Chegou a hora da despedida. Não se preocupe, ela será breve. Não quero choro, não quero nem riso, suspiros muito menos. Quero só que prestem atenção no que vou falar. Quero apenas que prestem atenção no que sentem no peito, no que tem na mente. Cada um de vocês me representa em carne, osso e sangue. Cada um de vocês me carrega em sorrisos, lágrimas, dor, saudade, coragem, fracasso, luta, trabalho, desassossego, juventude, velhice. Somos uma massa de tempo, uma corrente que forma 365 dias sem permissão para trégua. Somos homens e mulheres caminhando sem parar, vivendo, morrendo, cumprindo a missão que a nós foi destinada.
Tantas coisas aconteceram não é mesmo? Acompanhamos preocupados e ao mesmo tempo cheios de esperança a chegada da vacina contra a covid 19, e uma cena se tornou símbolo de luta pela vida: braços estendidos à espera daquele líquido que aos poucos foi se espalhando pelas veias de pessoas de todas idades. Os abraços, toques, beijos ressurgiram tímidos, temerosos arrancando sorrisos, lágrimas, emoção!

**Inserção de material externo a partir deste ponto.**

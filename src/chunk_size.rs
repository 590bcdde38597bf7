use thiserror::Error;

mod characters;

use crate::separators::Separators;
pub use characters::Characters;

/// Determines the size of a given chunk.
pub trait ChunkSizer {
    /// Determine the size of a given chunk to use for validation
    fn size(&self, chunk: &str) -> usize;
}

/// Indicates there was an error with the chunk configuration.
/// The `Display` implementation will provide a human-readable error message to
/// help debug the issue that caused the error.
#[derive(Error, Debug)]
#[error(transparent)]
pub struct ChunkConfigError(#[from] ChunkConfigErrorRepr);

/// Private error and free to change across minor version of the crate.
#[derive(Error, Debug)]
enum ChunkConfigErrorRepr {
    #[error("The chunk size must be greater than zero")]
    ZeroChunkSize,
    #[error("The overlap is larger than or equal to the chunk size")]
    OverlapLargerThanChunkSize,
}

/// Configuration for how chunks should be created
#[derive(Debug)]
pub struct ChunkConfig<Sizer>
where
    Sizer: ChunkSizer,
{
    /// Maximum desired size of a chunk
    chunk_size: usize,
    /// The amount of overlap to retain between chunks. Defaults to 0.
    overlap: usize,
    /// Separators to split by, in order of preference
    separators: Separators,
    /// The chunk sizer to use for determining the size of each chunk
    sizer: Sizer,
    /// Whether whitespace will be trimmed from the beginning and end of each chunk
    trim: bool,
}

impl ChunkConfig<Characters> {
    /// Create a basic configuration for chunking with only the required value,
    /// the maximum chunk size.
    ///
    /// By default, chunk sizes will be calculated based on the number of
    /// characters in each chunk, text is split with [`Separators::default`],
    /// and there is no overlap between chunks.
    ///
    /// By default, chunks will be trimmed. If you want to preserve whitespace,
    /// call [`Self::with_trim`] and set it to `false`.
    ///
    /// ```
    /// use recursive_text_splitter::ChunkConfig;
    ///
    /// let config = ChunkConfig::new(512).unwrap();
    /// assert_eq!(config.chunk_size(), 512);
    /// ```
    ///
    /// # Errors
    ///
    /// Will return an error if `chunk_size` is zero.
    pub fn new(chunk_size: usize) -> Result<Self, ChunkConfigError> {
        if chunk_size == 0 {
            return Err(ChunkConfigError(ChunkConfigErrorRepr::ZeroChunkSize));
        }
        Ok(Self {
            chunk_size,
            overlap: 0,
            separators: Separators::default(),
            sizer: Characters,
            trim: true,
        })
    }
}

impl<Sizer> ChunkConfig<Sizer>
where
    Sizer: ChunkSizer,
{
    /// Maximum desired size of a chunk.
    #[must_use]
    pub fn chunk_size(&self) -> usize {
        self.chunk_size
    }

    /// Retrieve the amount of overlap between chunks.
    #[must_use]
    pub fn overlap(&self) -> usize {
        self.overlap
    }

    /// Set the amount of overlap to retain between consecutive chunks.
    ///
    /// Overlap is built out of whole fragments, so the actual shared content
    /// will be at most this size.
    ///
    /// # Errors
    ///
    /// Will return an error if the overlap is larger than or equal to the chunk size.
    pub fn with_overlap(mut self, overlap: usize) -> Result<Self, ChunkConfigError> {
        if overlap >= self.chunk_size {
            Err(ChunkConfigError(
                ChunkConfigErrorRepr::OverlapLargerThanChunkSize,
            ))
        } else {
            self.overlap = overlap;
            Ok(self)
        }
    }

    /// Retrieve the separators used for splitting.
    #[must_use]
    pub fn separators(&self) -> &Separators {
        &self.separators
    }

    /// Set the separators to split by, in order of preference.
    ///
    /// ```
    /// use recursive_text_splitter::{ChunkConfig, Separators};
    ///
    /// let separators = Separators::new(["\n", " ", ""]).unwrap();
    /// let config = ChunkConfig::new(512).unwrap().with_separators(separators);
    /// ```
    #[must_use]
    pub fn with_separators(mut self, separators: Separators) -> Self {
        self.separators = separators;
        self
    }

    /// Retrieve a reference to the chunk sizer for this configuration.
    #[must_use]
    pub fn sizer(&self) -> &Sizer {
        &self.sizer
    }

    /// Set a custom chunk sizer to use for determining the size of each chunk
    /// and separator.
    ///
    /// ```
    /// use recursive_text_splitter::{Characters, ChunkConfig};
    ///
    /// let config = ChunkConfig::new(512).unwrap().with_sizer(Characters);
    /// ```
    #[must_use]
    pub fn with_sizer<S: ChunkSizer>(self, sizer: S) -> ChunkConfig<S> {
        ChunkConfig {
            chunk_size: self.chunk_size,
            overlap: self.overlap,
            separators: self.separators,
            sizer,
            trim: self.trim,
        }
    }

    /// Whether chunks should have whitespace trimmed from the beginning and end or not.
    #[must_use]
    pub fn trim(&self) -> bool {
        self.trim
    }

    /// Specify whether chunks should have whitespace trimmed from the
    /// beginning and end or not.
    ///
    /// If `true` (default), all chunks will have whitespace removed from
    /// beginning and end, and chunks that are only whitespace are dropped.
    /// If `false`, chunks are returned exactly as they appear in the text.
    ///
    /// ```
    /// use recursive_text_splitter::ChunkConfig;
    ///
    /// let config = ChunkConfig::new(512).unwrap().with_trim(false);
    /// ```
    #[must_use]
    pub fn with_trim(mut self, trim: bool) -> Self {
        self.trim = trim;
        self
    }
}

A saudade faz morada em muitos corações, tantas pessoas nos deixaram, a dor acalantada nos faz lembrar que é preciso continuar se cuidando e buscando tudo aquilo que possa proteger a vida!
Sentimos arder no rosto a vergonha de ver nosso país mesmo diante de uma pandemia, enlameado por corruptos, gente desonesta, torpe, que sem pena roubou milhões de nossa gente usando até mesmo a saúde como trampolim. Uns estão atrás das grades, outros continuam a debochar de seu povo.
Seguimos em frente diante de tantas perdas. Poetas, artistas, líderes – uns amados, outros odiados - nos deixaram. Faz parte, cumpriram sua missão.
E mais uma vez ficamos estarrecidos com a violência ferindo com lâmina fina nossa alma, corpo e mente. Sangramos diante do vício, do tráfico, do trânsito. Milhares perderam a vida encharcando de sangue a terra que nos alimenta. Doeu muito.
Dias passando, semanas voando, meses sendo deixados para trás. E a frase mais ouvida: “não vejo o tempo passar, quando se vê já é noite e tudo tem de recomeçar”. Verdade, foi assim mesmo. Nada parecia nos fazer parar, nos chamar atenção, seguíamos em frente num bom dia, boa tarde, boa noite, tudo bem, beleza, oi, olá, até breve... o tempo passando, mente absorta em mil tarefas e pensamentos. Empregos, desemprego, fome, solidariedade. Amores, paixões, enganos, desenganos, abraços, carinho, chuva, sol, lua iluminando a noite, espetáculos muitas vezes perdidos.
É preciso parar sim, é preciso viver os 365 dias que me dão de vida através de vocês senhores e senhoras.
Me despeço agora pedindo sim que me deixem partir. Deixem o 2021 partir, sem esquecer tudo que aconteceu dentro de mim. Faça, tome atitudes, lute para que nosso país não tenha que arder de vergonha por gente imoral como as que tivemos que conviver nos últimos meses. Levante o olhar por aqueles que partiram. Sejam amigos, parentes, colegas, artistas, lideres, que eles tenham paz. Não esqueçam de nada que aconteceu dentro de mim. Sou um ano velho, sim, estou partindo, mas levo comigo cargas, dores, alegrias, sonhos, esperanças. Encontro no caminho o novo ano e a ele darei cada palavra, cada gesto, cada ação de vocês, e só quem vai decidir como será o teu novo ano, o teu 2022 serão vocês, meus caros.
Silêncio! Estou partindo. Quero que fique apenas aquilo que é doce de lembrar. Desejo que o amargo seja afastado de suas bocas, de seus corações. Quero que esses microfones por onde determinei que minha voz ganhasse som nunca se desliguem, que eles sejam verdadeiros, honestos, e que ajudem o novo ano a transmitir em alto em bom som a essência do tempo, da verdade e do comprometimento com a vida.
Adeus, fiquem em paz e digam a partir de agora “seja bem-vindo 2022, venha sem pressa, porque queremos curtir cada um de seus 365 dias”.